Auch im Hôtel du Beautreillis hatte man tüchtig gefeiert, wie es sich gehörte, rings um Florimond, den kleinen Bohnenkönig*, (*Bohnenkönig ist derjenige, der am Dreikönigsfest eine Bohne in seinem Stück Kuchen findet.) der mit einer goldenen Papierkrone gekrönt worden war und sein Glas unter fröhlichen Vivats gehoben hatte. Heute war jedermann müde und gähnte – also nicht eben der geeignetste Tag, ein Kind zur Welt zu bringen! Um ihrer Ungeduld Herr zu werden, erkundigte sich Angélique nach häuslichen Kleinigkeiten. Hatte man alle Reste für die Armen zusammengesucht?
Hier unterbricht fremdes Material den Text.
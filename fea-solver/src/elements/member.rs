//! Member element - 3D physical frame member (beam/column)
//!
//! A physical member runs between two end nodes. Any other model node lying
//! on its axis splits it into sub-elements ([`Segment`]) at analysis time, so
//! that intermediate supports and springs are connected to the member.

use serde::{Deserialize, Serialize};
use std::collections::HashMap;

/// A sub-element of a physical member, between two consecutive on-axis nodes
#[derive(Debug, Clone, Serialize, Deserialize)]
pub struct Segment {
    /// Start node name
    pub i_node: String,
    /// End node name
    pub j_node: String,
    /// Distance of the start node from the member's i-node
    pub start: f64,
    /// Segment length
    pub length: f64,

    /// Local end forces by load combination
    /// [Fx_i, Fy_i, Fz_i, Mx_i, My_i, Mz_i, Fx_j, Fy_j, Fz_j, Mx_j, My_j, Mz_j]
    #[serde(skip)]
    pub(crate) local_forces: HashMap<String, [f64; 12]>,
}

impl Segment {
    pub(crate) fn new(i_node: &str, j_node: &str, start: f64, length: f64) -> Self {
        Self {
            i_node: i_node.to_string(),
            j_node: j_node.to_string(),
            start,
            length,
            local_forces: HashMap::new(),
        }
    }

    /// Distance of the end node from the member's i-node
    pub fn end(&self) -> f64 {
        self.start + self.length
    }

    /// Local end forces for a load combination
    pub fn local_force(&self, combo_name: &str) -> Option<[f64; 12]> {
        self.local_forces.get(combo_name).copied()
    }
}

/// A 3D physical frame member
#[derive(Debug, Clone, Serialize, Deserialize)]
pub struct Member {
    /// Name of the i-node (start)
    pub i_node: String,
    /// Name of the j-node (end)
    pub j_node: String,
    /// Name of the material
    pub material: String,
    /// Name of the section
    pub section: String,
    /// Rotation about longitudinal axis (radians)
    pub rotation: f64,

    /// Calculated length
    #[serde(skip)]
    pub(crate) length: Option<f64>,

    /// Sub-elements, ordered from the i-node
    #[serde(skip)]
    pub(crate) segments: Vec<Segment>,
}

impl Member {
    /// Create a new member
    pub fn new(i_node: &str, j_node: &str, material: &str, section: &str) -> Self {
        Self {
            i_node: i_node.to_string(),
            j_node: j_node.to_string(),
            material: material.to_string(),
            section: section.to_string(),
            rotation: 0.0,
            length: None,
            segments: Vec::new(),
        }
    }

    /// Get the member length
    pub fn length(&self) -> Option<f64> {
        self.length
    }

    /// Sub-elements produced by the last analysis
    pub fn segments(&self) -> &[Segment] {
        &self.segments
    }

    /// Index of the segment that carries a load applied at distance `x`
    ///
    /// A position exactly on an interior node goes to the segment ending there.
    pub(crate) fn segment_index_at(&self, x: f64) -> Option<usize> {
        let last = self.segments.len().checked_sub(1)?;
        Some(
            self.segments
                .iter()
                .position(|s| x <= s.end())
                .unwrap_or(last),
        )
    }

    /// Local forces at the member's i-end for a load combination
    pub fn i_end_forces(&self, combo_name: &str) -> Option<[f64; 12]> {
        self.segments.first()?.local_force(combo_name)
    }

    /// Local forces at the member's j-end for a load combination
    pub fn j_end_forces(&self, combo_name: &str) -> Option<[f64; 12]> {
        self.segments.last()?.local_force(combo_name)
    }
}

#[cfg(test)]
mod tests {
    use super::*;

    #[test]
    fn test_member_creation() {
        let member = Member::new("N1", "N2", "Concrete", "GB");
        assert_eq!(member.i_node, "N1");
        assert_eq!(member.j_node, "N2");
        assert_eq!(member.rotation, 0.0);
        assert!(member.segments().is_empty());
    }

    #[test]
    fn test_segment_lookup() {
        let mut member = Member::new("N1", "N3", "Concrete", "GB");
        member.segments = vec![
            Segment::new("N1", "N2", 0.0, 5.0),
            Segment::new("N2", "N3", 5.0, 5.0),
        ];
        assert_eq!(member.segment_index_at(0.0), Some(0));
        assert_eq!(member.segment_index_at(5.0), Some(0));
        assert_eq!(member.segment_index_at(7.5), Some(1));
        assert_eq!(member.segment_index_at(10.0 + 1e-12), Some(1));
    }
}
Ja, vier Körbe voll waren heute früh vor dem Portal an die Krückengänger des Viertels verteilt worden. Hatte man die Tischtücher eingeweicht, das Geschirr aufgeräumt, Löffel und Gabeln in Kleiwasser gewaschen und die Messer mit Heuasche gescheuert…? Madame Cordet bemühte sich, ihre Patientin zu beruhigen. Was brauche sie sich um solche Kleinigkeiten zu kümmern? Ihr Hausgesinde sei groß genug, so dass sie derlei Sorgen ruhig dem Haushofmeister überlassen könne. Sie habe an anderes zu denken. Aber eben daran wollte Angélique nicht denken.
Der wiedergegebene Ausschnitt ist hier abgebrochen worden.